▼

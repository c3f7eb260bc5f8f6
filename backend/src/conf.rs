use std::fs;
use std::path::{Path, PathBuf};

use walkdir::WalkDir;

use crate::error::{ConvertError, Result};
use crate::logger;
use crate::types::Module;

/// Parses a SWORD `.conf` file into module metadata.
///
/// Unknown keys are ignored. A missing `[Section]` header or `ModDrv` key
/// is an `InvalidConf` error, everything else is tolerated with defaults.
pub fn parse_conf(conf_path: &Path) -> Result<Module> {
    let contents = fs::read_to_string(conf_path)
        .map_err(|_| ConvertError::DataNotFound(conf_path.to_path_buf()))?;

    let mut module = Module {
        conf_path: conf_path.to_path_buf(),
        ..Default::default()
    };

    for raw_line in contents.lines() {
        let line = raw_line.trim();
        if line.is_empty() || line.starts_with('#') {
            continue;
        }

        if line.starts_with('[') && line.ends_with(']') {
            module.id = line[1..line.len() - 1].to_lowercase();
            continue;
        }

        let Some((key, value)) = line.split_once('=') else {
            continue;
        };
        let key = key.trim();
        let value = value.trim();

        match key {
            "Description" => module.title = value.to_string(),
            "About" => module.about = parse_about_text(value),
            "ModDrv" => module.driver = value.parse().ok(),
            "SourceType" => module.source_type = value.parse().unwrap_or_default(),
            "Lang" => module.language = value.to_string(),
            "Versification" => module.versification = value.to_string(),
            "DataPath" => module.data_path = value.to_string(),
            "CompressType" => module.compress_type = value.to_string(),
            "BlockType" => module.block_type = value.to_string(),
            "Encoding" => module.encoding = value.to_string(),
            "Version" => module.version = value.to_string(),
            "Copyright" => module.copyright = value.to_string(),
            "DistributionLicense" => module.distribution_license = value.to_string(),
            "Category" => module.category = value.to_string(),
            "Feature" => module.features.push(value.to_string()),
            "GlobalOptionFilter" => module.global_option_filters.push(value.to_string()),
            _ => {}
        }
    }

    if module.id.is_empty() {
        return Err(ConvertError::InvalidConf {
            path: conf_path.to_path_buf(),
            reason: "missing [Section] header".to_string(),
        });
    }

    if module.driver.is_none() {
        return Err(ConvertError::InvalidConf {
            path: conf_path.to_path_buf(),
            reason: "missing or unsupported ModDrv".to_string(),
        });
    }

    // KJV is the implied default for modules that predate the key.
    if module.versification.is_empty() {
        module.versification = "KJV".to_string();
    }

    if module.description.is_empty() && !module.about.is_empty() {
        module.description = truncate_description(&module.about, 200);
    }

    Ok(module)
}

/// Converts the RTF-like encoding of the `About` field to plain text.
fn parse_about_text(text: &str) -> String {
    // `\pard` and `\qc` must go first or the `\par` pass eats their prefix.
    let text = text
        .replace("\\pard", "")
        .replace("\\qc", "")
        .replace("\\par\\par", "\n\n")
        .replace("\\par ", "\n")
        .replace("\\par", "\n");
    text.trim().to_string()
}

/// Truncates text to max_len, ending at a word boundary.
fn truncate_description(text: &str, max_len: usize) -> String {
    let mut text = text;
    if let Some(idx) = text.find('\n') {
        if idx > 0 && idx < max_len {
            text = &text[..idx];
        }
    }

    if text.chars().count() <= max_len {
        return text.to_string();
    }

    let boundary = text
        .char_indices()
        .nth(max_len)
        .map(|(i, _)| i)
        .unwrap_or(text.len());
    let truncated = &text[..boundary];
    match truncated.rfind(' ') {
        Some(idx) if idx > 0 => format!("{}...", &truncated[..idx]),
        _ => format!("{}...", truncated),
    }
}

/// Finds all `.conf` files under `<sword_dir>/mods.d`.
pub fn discover_modules(sword_dir: &Path) -> Result<Vec<PathBuf>> {
    let mods_dir = sword_dir.join("mods.d");
    if !mods_dir.is_dir() {
        return Err(ConvertError::DataNotFound(mods_dir));
    }

    let mut conf_files: Vec<PathBuf> = WalkDir::new(&mods_dir)
        .max_depth(1)
        .into_iter()
        .filter_map(|e| e.ok())
        .filter(|e| e.file_type().is_file())
        .map(|e| e.into_path())
        .filter(|p| p.extension().and_then(|e| e.to_str()) == Some("conf"))
        .collect();

    conf_files.sort();
    Ok(conf_files)
}

/// Loads metadata for every module in a SWORD directory. Modules with
/// unparseable conf files are skipped with a warning.
pub fn load_all_modules(sword_dir: &Path) -> Result<Vec<Module>> {
    let conf_files = discover_modules(sword_dir)?;

    let mut modules = Vec::new();
    for conf_path in conf_files {
        match parse_conf(&conf_path) {
            Ok(module) => modules.push(module),
            Err(e) => {
                logger::warn(&format!("Failed to parse {}: {}", conf_path.display(), e));
            }
        }
    }

    Ok(modules)
}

▲

* WHAT THE EXERCISE ASKS *
Check each line of the records for the string "reason" and copy those that have it.

* TASK RESULT *
            reason: "missing [Section] header".to_string(),
            reason: "missing or unsupported ModDrv".to_string(),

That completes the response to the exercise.